I share this with you for a few reasons. Terror attacks of this kind will impact all of us in the travel business – particularly in Asia. As an industry we have lost colleagues and friends. Additionally this was a very personal experience for me as I a was filled with worry for nearly two days culminating in the incredible feeling of joy at their survival – held in check by the sadness of the loss of so many others.
It was also a very powerful experience to live this moment in real time with the changing media tools at our disposal. The second I heard they were trapped (early morning Sydney time), I fell into an old habit, immediately switched on BBC world and sat on the couch alternating between that and CNN. Then new world instincts took over. I started by having multiple tabs focused on different online news sites – BBC.co.uk, CNN, Nytimes. But they did not time stamp their updates very effectively. It was hard to know how old (read out of date) a particular story was.
By the end of the second day I had my eyes glued to Twitter under the search tag #mumbai and more generally searching Twitter for any mention on the word Oberoi. Towards the end of the siege these twitter feeds updated themselves with nearly a tweet a second. People from all around the world were tweeting with the important ("am watching pictures of commandos storming the hotel"), the emotional ("thoughts are with all those in Mumbai"), the practical ("here is the direct line to the Oberoi Mumbai staff"), the wishful ("heard a rumour that it was all over, is that true?") and of course the useless ("here is a link to [an unrelated] video"). Meanwhile my other screen was alternating between live web streaming of NDTV (local news) and CNN-IBN (CNN’s partnership in India).
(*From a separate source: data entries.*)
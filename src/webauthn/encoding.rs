//! Base64URL helpers
//!
//! WebAuthn JSON carries binary values as unpadded base64url. Decoding also
//! accepts padded input, which some clients still send.

use base64::engine::general_purpose::{STANDARD, URL_SAFE_NO_PAD};
use base64::Engine;
use serde::{Deserialize, Deserializer, Serializer};

#[must_use]
pub fn encode(bytes: &[u8]) -> String {
    URL_SAFE_NO_PAD.encode(bytes)
}

/// Decode base64url, tolerating trailing `=` padding
///
/// # Errors
///
/// Returns the decoder error if the input is not valid base64url.
pub fn decode(input: &str) -> Result<Vec<u8>, base64::DecodeError> {
    URL_SAFE_NO_PAD.decode(input.trim_end_matches('='))
}

/// Decode standard (padded) base64 as used by X.509 `x5c` headers
///
/// # Errors
///
/// Returns the decoder error if the input is not valid base64.
pub fn decode_standard(input: &str) -> Result<Vec<u8>, base64::DecodeError> {
    STANDARD.decode(input)
}

#[must_use]
pub fn encode_standard(bytes: &[u8]) -> String {
    STANDARD.encode(bytes)
}

/// `#[serde(with = "encoding::bytes")]` for `Vec<u8>`
pub mod bytes {
    use super::{Deserialize, Deserializer, Serializer};

    pub fn serialize<S: Serializer>(value: &[u8], serializer: S) -> Result<S::Ok, S::Error> {
        serializer.serialize_str(&super::encode(value))
    }

    pub fn deserialize<'de, D: Deserializer<'de>>(deserializer: D) -> Result<Vec<u8>, D::Error> {
        let encoded = String::deserialize(deserializer)?;
        super::decode(&encoded).map_err(serde::de::Error::custom)
    }
}

/// `#[serde(default, with = "encoding::option")]` for `Option<Vec<u8>>`
pub mod option {
    use super::{Deserialize, Deserializer, Serializer};

    pub fn serialize<S: Serializer>(
        value: &Option<Vec<u8>>,
        serializer: S,
    ) -> Result<S::Ok, S::Error> {
        match value {
            Some(bytes) => serializer.serialize_str(&super::encode(bytes)),
            None => serializer.serialize_none(),
        }
    }

    pub fn deserialize<'de, D: Deserializer<'de>>(
        deserializer: D,
    ) -> Result<Option<Vec<u8>>, D::Error> {
        Option::<String>::deserialize(deserializer)?
            .map(|encoded| super::decode(&encoded).map_err(serde::de::Error::custom))
            .transpose()
    }
}
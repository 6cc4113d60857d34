#![warn(clippy::pedantic)]
#![warn(clippy::cargo)]
#![allow(clippy::multiple_crate_versions)]

/// Version of the vouchrs-webauthn library
pub const VERSION: &str = env!("CARGO_PKG_VERSION");

pub mod settings;
pub mod webauthn;

/// Re-export commonly used items
pub use settings::VerifierSettings;
pub use webauthn::{
    AuthenticationContext, AuthenticationData, Authenticator, RegistrationContext,
    RegistrationData, ServerProperty, VerificationError, WebAuthnService, WebAuthnSettings,
};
Live professional feeds on one screen and live citizens on the other.
This kept me so up to date that I actually saw the live footage (as it happened) of my cousin and her family stepping out of the hotel and towards the buses. My cheers of glee brought work colleagues rushing into my office as I jabbed at the screen screaming “That’s them!!! That’s them!!!”.
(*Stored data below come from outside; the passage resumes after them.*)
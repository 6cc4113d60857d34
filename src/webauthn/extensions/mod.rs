//! `WebAuthn` extension framework
//!
//! Known extensions are decoded into typed slots, everything else travels in
//! an ordered passthrough map so that no key on the wire is ever dropped.
//!
//! - [`client`] - client extension inputs and outputs (JSON)
//! - [`authenticator`] - authenticator extension outputs carried in authData (CBOR)
//! - [`inputs`] - outbound extension input configuration for ceremony options
//! - [`policy`] - requested/returned cross-check applied during ceremonies

pub mod authenticator;
pub mod client;
pub mod inputs;
pub mod policy;
pub mod types;

pub use authenticator::{AuthenticatorExtensionsOutputs, HmacSecretOutput};
pub use client::{
    ClientExtensionInput, ClientExtensionOutput, CredentialPropertiesExtension,
    CredentialProtectionExtension, ExtensionsClientInputs, ExtensionsClientOutputs,
    FidoAppIdExclusionExtension, FidoAppIdExtension, HmacCreateSecretExtension,
    HmacGetSecretExtension, UserVerificationMethodExtension,
};
pub use inputs::{AuthenticationExtensionInputs, RegistrationExtensionInputs};
pub use policy::ExtensionPolicy;
pub use types::{
    CredentialPropertiesOutput, CredentialProtectionPolicy, HmacGetSecretInput,
    HmacGetSecretOutput, UvmEntry,
};

use super::errors::VerificationError;

/// Behaviour shared by every typed extension
pub trait Extension {
    type Value;

    /// Extension identifier as registered with IANA (e.g. `hmac-secret`)
    fn identifier(&self) -> &'static str;

    /// Value stored under `key`
    ///
    /// # Errors
    ///
    /// Returns `ConstraintViolation` if `key` is not one of the extension's keys.
    fn value(&self, key: &str) -> Result<Self::Value, VerificationError>;

    /// Check the extension's own field invariants
    ///
    /// # Errors
    ///
    /// Returns `ConstraintViolation` naming the offending field.
    fn validate(&self) -> Result<(), VerificationError> {
        Ok(())
    }
}

/// Tags of the typed extensions, used to key the memoized extension maps
#[derive(Debug, Clone, Copy, PartialEq, Eq, Hash, PartialOrd, Ord)]
pub enum ExtensionKind {
    AppId,
    AppIdExclude,
    Uvm,
    CredProps,
    CredProtect,
    HmacCreateSecret,
    HmacGetSecret,
}

pub const KEY_APPID: &str = "appid";
pub const KEY_APPID_EXCLUDE: &str = "appidExclude";
pub const KEY_UVM: &str = "uvm";
pub const KEY_CRED_PROPS: &str = "credProps";
pub const KEY_CREDENTIAL_PROTECTION_POLICY: &str = "credentialProtectionPolicy";
pub const KEY_ENFORCE_CREDENTIAL_PROTECTION_POLICY: &str = "enforceCredentialProtectionPolicy";
pub const KEY_HMAC_CREATE_SECRET: &str = "hmacCreateSecret";
pub const KEY_HMAC_GET_SECRET: &str = "hmacGetSecret";

pub const ID_CRED_PROTECT: &str = "credProtect";
pub const ID_HMAC_SECRET: &str = "hmac-secret";

impl ExtensionKind {
    /// Kind owning a client extension key, `None` for unknown keys
    #[must_use]
    pub fn for_client_key(key: &str) -> Option<Self> {
        match key {
            KEY_APPID => Some(Self::AppId),
            KEY_APPID_EXCLUDE => Some(Self::AppIdExclude),
            KEY_UVM => Some(Self::Uvm),
            KEY_CRED_PROPS => Some(Self::CredProps),
            KEY_CREDENTIAL_PROTECTION_POLICY | KEY_ENFORCE_CREDENTIAL_PROTECTION_POLICY => {
                Some(Self::CredProtect)
            }
            KEY_HMAC_CREATE_SECRET => Some(Self::HmacCreateSecret),
            KEY_HMAC_GET_SECRET => Some(Self::HmacGetSecret),
            _ => None,
        }
    }

    /// Client keys belonging to the kind
    #[must_use]
    pub fn client_keys(self) -> &'static [&'static str] {
        match self {
            Self::AppId => &[KEY_APPID],
            Self::AppIdExclude => &[KEY_APPID_EXCLUDE],
            Self::Uvm => &[KEY_UVM],
            Self::CredProps => &[KEY_CRED_PROPS],
            Self::CredProtect => &[
                KEY_CREDENTIAL_PROTECTION_POLICY,
                KEY_ENFORCE_CREDENTIAL_PROTECTION_POLICY,
            ],
            Self::HmacCreateSecret => &[KEY_HMAC_CREATE_SECRET],
            Self::HmacGetSecret => &[KEY_HMAC_GET_SECRET],
        }
    }

    /// Kinds whose request allows the given authenticator extension identifier
    #[must_use]
    pub fn for_authenticator_id(id: &str) -> &'static [Self] {
        match id {
            KEY_UVM => &[Self::Uvm],
            ID_CRED_PROTECT => &[Self::CredProtect],
            ID_HMAC_SECRET => &[Self::HmacCreateSecret, Self::HmacGetSecret],
            _ => &[],
        }
    }
}
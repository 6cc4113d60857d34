//! `fido-u2f` attestation

use super::statement::FidoU2fStatement;
use super::{attested_credential, AttestationType, Verified};
use crate::webauthn::certificate;
use crate::webauthn::cose::{CoseAlgorithm, CoseCurve};
use crate::webauthn::crypto;
use crate::webauthn::errors::VerificationError;
use crate::webauthn::types::AuthenticatorData;

pub(super) fn verify(
    stmt: &FidoU2fStatement,
    auth_data: &AuthenticatorData,
    client_data_hash: &[u8; 32],
) -> Result<Verified, VerificationError> {
    let [leaf_der] = stmt.x5c.as_slice() else {
        return Err(VerificationError::constraint(
            "x5c",
            "fido-u2f requires exactly one certificate",
        ));
    };
    let credential = attested_credential(auth_data)?;

    let point = credential
        .credential_public_key
        .uncompressed_point(CoseCurve::P256)
        .ok_or_else(|| {
            VerificationError::constraint(
                "credentialPublicKey",
                "fido-u2f credential must be an EC2 P-256 key",
            )
        })?;

    let leaf = certificate::parse(leaf_der)?;
    let leaf_key = certificate::public_key(&leaf, CoseAlgorithm::Es256.id())?;
    if leaf_key.curve() != Some(CoseCurve::P256) {
        return Err(VerificationError::constraint(
            "x5c",
            "fido-u2f certificate key must be EC P-256",
        ));
    }

    let mut message =
        Vec::with_capacity(1 + 32 + 32 + credential.credential_id.len() + point.len());
    message.push(0x00);
    message.extend_from_slice(&auth_data.rp_id_hash);
    message.extend_from_slice(client_data_hash);
    message.extend_from_slice(&credential.credential_id);
    message.extend_from_slice(&point);

    crypto::verify_signature(&leaf_key, CoseAlgorithm::Es256.id(), &message, &stmt.sig)
        .map_err(|_| VerificationError::signature("fido-u2f attestation signature"))?;

    Ok(Verified::new(AttestationType::Basic, stmt.x5c.clone()))
}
This combination kept me as close as possible to the action. Almost certainly closer than if I had actually been there on the ground as I could see, hear and track the events from multiple angles. There was also an amazing human side to the Twitter feed experience. As I posted more and more questions, thoughts and updates to Twitter in the search for “and Italian national and her infant”, more and more people tweeted back with support, tips, thoughts and just plain human to human contact. Some I knew, very many I did not. It was an amazing experience but not a perfect one. At the height of things the Twitter feed was completely unmanageable. Too much information steaming too fast and none of it verifiable. People would state any rumour as fact, which would then we re-tweeted at the speed of light and build up a momentum of its own. One person Tweeted “Indian government to shut down Twitter feed because of security concerns”. Within moments this had become “Twitter law” and reappeared every 15-20 mins without fail. At no point was it supported by a source or any basis for confirmation. Real time Twitter reporting of an event like this is clearly flawed and over-whelming but it is a view into a dramatic change in how events will be reported.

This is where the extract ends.